What you will do:
Scan the records below and say how many lines include the word "Debug", giving no other text.
[Source data — start]
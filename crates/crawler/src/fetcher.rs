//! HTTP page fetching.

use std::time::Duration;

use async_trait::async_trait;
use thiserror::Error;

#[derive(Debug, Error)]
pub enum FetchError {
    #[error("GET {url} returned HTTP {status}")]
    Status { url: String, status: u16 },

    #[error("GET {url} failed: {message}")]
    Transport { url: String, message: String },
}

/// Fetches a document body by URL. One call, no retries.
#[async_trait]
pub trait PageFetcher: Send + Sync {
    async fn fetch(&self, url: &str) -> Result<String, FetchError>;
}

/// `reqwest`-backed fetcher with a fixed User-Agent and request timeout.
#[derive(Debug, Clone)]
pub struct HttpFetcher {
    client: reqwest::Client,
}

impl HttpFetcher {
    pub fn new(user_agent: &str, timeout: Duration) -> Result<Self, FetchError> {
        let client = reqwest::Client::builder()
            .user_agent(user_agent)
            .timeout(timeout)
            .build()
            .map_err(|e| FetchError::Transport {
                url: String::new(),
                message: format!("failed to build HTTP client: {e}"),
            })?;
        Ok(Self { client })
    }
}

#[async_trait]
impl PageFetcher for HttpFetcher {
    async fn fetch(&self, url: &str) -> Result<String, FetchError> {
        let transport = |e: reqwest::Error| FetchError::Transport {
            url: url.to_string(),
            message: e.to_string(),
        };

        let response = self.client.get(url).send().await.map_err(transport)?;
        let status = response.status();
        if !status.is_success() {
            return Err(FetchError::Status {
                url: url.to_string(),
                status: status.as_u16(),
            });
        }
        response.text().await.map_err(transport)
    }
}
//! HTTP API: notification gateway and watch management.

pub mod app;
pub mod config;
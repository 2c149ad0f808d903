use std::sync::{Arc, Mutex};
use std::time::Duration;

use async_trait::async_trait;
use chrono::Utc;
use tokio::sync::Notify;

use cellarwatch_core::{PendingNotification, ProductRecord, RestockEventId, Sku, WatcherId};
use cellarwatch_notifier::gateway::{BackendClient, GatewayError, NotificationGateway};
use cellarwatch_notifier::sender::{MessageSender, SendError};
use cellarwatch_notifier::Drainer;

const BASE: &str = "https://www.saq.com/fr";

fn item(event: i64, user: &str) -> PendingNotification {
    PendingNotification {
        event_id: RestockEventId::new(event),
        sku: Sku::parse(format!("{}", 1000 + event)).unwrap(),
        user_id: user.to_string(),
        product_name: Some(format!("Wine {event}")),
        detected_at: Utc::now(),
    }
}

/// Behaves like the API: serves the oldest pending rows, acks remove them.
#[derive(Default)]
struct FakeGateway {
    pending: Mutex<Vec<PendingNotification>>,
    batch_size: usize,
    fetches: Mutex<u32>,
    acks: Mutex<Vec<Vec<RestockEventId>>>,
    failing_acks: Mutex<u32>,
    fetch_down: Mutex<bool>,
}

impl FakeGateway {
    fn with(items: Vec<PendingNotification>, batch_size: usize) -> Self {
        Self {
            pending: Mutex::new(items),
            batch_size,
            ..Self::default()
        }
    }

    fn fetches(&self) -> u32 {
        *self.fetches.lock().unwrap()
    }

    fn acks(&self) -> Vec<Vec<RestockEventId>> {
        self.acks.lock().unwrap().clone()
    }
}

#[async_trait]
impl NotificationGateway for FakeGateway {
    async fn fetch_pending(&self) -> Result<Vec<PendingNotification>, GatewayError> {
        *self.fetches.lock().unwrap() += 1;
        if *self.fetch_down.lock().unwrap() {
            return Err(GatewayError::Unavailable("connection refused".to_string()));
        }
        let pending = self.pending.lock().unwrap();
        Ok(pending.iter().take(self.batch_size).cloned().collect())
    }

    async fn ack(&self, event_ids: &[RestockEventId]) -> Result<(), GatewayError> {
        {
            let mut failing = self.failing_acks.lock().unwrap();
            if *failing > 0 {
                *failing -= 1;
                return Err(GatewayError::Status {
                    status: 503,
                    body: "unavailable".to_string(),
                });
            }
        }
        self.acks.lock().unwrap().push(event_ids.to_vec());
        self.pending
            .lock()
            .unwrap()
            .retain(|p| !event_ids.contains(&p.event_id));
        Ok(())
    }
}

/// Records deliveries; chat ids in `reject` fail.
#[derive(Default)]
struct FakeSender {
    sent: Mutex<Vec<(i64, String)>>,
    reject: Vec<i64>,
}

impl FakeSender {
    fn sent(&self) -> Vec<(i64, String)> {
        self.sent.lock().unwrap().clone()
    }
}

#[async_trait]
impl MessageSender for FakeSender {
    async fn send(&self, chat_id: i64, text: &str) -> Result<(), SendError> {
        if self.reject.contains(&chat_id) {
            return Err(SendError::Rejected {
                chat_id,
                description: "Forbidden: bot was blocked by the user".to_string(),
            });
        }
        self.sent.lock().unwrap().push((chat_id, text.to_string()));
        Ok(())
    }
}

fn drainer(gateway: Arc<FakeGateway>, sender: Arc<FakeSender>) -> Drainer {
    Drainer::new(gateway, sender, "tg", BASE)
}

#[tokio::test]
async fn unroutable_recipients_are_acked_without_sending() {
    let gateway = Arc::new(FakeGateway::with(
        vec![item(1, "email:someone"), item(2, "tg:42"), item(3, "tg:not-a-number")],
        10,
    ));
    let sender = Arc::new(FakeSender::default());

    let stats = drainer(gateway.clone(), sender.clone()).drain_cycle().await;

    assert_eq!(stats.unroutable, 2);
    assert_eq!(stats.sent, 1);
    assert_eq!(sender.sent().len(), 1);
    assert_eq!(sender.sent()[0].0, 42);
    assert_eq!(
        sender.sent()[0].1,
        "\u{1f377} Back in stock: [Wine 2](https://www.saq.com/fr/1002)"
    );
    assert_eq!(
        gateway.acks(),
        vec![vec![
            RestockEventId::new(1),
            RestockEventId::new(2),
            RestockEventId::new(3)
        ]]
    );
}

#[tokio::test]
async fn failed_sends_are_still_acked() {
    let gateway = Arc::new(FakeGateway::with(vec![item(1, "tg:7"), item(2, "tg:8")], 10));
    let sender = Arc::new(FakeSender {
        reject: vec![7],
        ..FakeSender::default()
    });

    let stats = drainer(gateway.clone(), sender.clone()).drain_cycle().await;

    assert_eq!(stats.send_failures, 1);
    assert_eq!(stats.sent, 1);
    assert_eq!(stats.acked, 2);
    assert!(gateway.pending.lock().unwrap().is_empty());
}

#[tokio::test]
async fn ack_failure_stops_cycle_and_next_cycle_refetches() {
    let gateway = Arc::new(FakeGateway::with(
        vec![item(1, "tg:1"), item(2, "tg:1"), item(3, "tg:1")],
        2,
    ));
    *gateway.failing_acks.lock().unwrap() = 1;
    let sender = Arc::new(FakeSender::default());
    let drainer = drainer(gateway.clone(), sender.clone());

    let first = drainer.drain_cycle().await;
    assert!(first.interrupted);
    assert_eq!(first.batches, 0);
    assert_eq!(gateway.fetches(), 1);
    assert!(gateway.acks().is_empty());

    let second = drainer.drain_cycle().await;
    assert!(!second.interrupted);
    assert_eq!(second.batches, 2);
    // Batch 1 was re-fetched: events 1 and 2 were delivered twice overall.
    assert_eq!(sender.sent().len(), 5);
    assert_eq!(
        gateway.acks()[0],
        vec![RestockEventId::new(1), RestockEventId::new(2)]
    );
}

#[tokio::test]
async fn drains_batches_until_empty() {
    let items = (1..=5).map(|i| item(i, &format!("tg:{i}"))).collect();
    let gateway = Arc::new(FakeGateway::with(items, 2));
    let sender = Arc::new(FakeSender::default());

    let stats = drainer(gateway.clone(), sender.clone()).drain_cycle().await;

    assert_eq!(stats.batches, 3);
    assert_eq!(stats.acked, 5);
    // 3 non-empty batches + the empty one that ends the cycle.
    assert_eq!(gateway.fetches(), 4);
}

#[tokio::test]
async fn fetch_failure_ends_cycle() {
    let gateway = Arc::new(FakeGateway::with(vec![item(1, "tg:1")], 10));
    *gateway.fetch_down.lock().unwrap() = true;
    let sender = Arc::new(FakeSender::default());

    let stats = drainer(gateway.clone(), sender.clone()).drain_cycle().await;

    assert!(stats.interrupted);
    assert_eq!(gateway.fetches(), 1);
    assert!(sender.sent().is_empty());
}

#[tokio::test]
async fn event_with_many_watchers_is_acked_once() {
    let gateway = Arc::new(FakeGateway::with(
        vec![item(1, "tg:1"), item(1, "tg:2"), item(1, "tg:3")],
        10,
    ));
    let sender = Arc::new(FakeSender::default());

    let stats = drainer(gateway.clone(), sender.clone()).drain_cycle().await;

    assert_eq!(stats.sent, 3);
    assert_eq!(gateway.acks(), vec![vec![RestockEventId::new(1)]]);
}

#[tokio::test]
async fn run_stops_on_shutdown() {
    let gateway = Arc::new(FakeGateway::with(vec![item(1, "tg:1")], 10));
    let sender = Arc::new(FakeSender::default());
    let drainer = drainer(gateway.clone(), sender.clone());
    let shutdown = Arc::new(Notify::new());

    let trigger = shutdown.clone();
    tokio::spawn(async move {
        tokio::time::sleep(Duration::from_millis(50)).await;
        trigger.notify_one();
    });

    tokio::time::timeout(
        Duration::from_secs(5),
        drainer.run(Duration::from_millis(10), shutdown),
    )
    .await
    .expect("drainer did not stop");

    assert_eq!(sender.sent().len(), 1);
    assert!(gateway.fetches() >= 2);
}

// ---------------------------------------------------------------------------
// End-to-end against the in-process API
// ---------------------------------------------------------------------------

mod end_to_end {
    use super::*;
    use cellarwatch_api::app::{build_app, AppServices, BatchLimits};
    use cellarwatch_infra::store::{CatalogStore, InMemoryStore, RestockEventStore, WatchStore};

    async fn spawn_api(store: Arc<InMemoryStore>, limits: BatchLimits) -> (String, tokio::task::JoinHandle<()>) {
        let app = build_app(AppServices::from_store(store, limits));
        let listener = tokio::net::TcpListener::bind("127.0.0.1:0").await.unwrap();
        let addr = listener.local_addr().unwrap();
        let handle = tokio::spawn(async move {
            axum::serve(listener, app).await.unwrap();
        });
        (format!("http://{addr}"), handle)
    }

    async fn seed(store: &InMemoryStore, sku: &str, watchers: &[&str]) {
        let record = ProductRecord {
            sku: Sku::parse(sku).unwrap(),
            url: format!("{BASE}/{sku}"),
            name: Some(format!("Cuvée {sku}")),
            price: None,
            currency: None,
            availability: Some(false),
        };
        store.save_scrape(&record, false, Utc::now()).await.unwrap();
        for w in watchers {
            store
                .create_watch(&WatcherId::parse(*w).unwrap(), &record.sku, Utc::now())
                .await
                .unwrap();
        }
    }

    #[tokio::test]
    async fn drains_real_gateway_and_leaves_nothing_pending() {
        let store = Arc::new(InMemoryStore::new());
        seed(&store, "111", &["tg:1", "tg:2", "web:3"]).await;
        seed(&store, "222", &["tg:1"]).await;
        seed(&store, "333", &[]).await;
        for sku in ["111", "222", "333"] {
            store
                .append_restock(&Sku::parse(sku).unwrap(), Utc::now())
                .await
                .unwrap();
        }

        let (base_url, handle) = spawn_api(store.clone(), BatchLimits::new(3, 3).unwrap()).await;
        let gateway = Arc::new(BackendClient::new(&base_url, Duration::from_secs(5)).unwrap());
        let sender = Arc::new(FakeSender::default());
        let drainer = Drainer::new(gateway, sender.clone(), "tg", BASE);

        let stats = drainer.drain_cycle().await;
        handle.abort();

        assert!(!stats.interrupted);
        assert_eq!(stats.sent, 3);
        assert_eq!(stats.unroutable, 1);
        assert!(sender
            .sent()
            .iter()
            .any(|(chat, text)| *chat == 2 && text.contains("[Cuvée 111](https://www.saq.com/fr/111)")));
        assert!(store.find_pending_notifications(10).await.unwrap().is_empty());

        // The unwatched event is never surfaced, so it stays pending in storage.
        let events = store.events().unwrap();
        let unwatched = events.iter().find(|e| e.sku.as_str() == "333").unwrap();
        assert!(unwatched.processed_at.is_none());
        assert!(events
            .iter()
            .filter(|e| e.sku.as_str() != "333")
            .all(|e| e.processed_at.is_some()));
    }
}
[Source data — finish]
Answer area:
2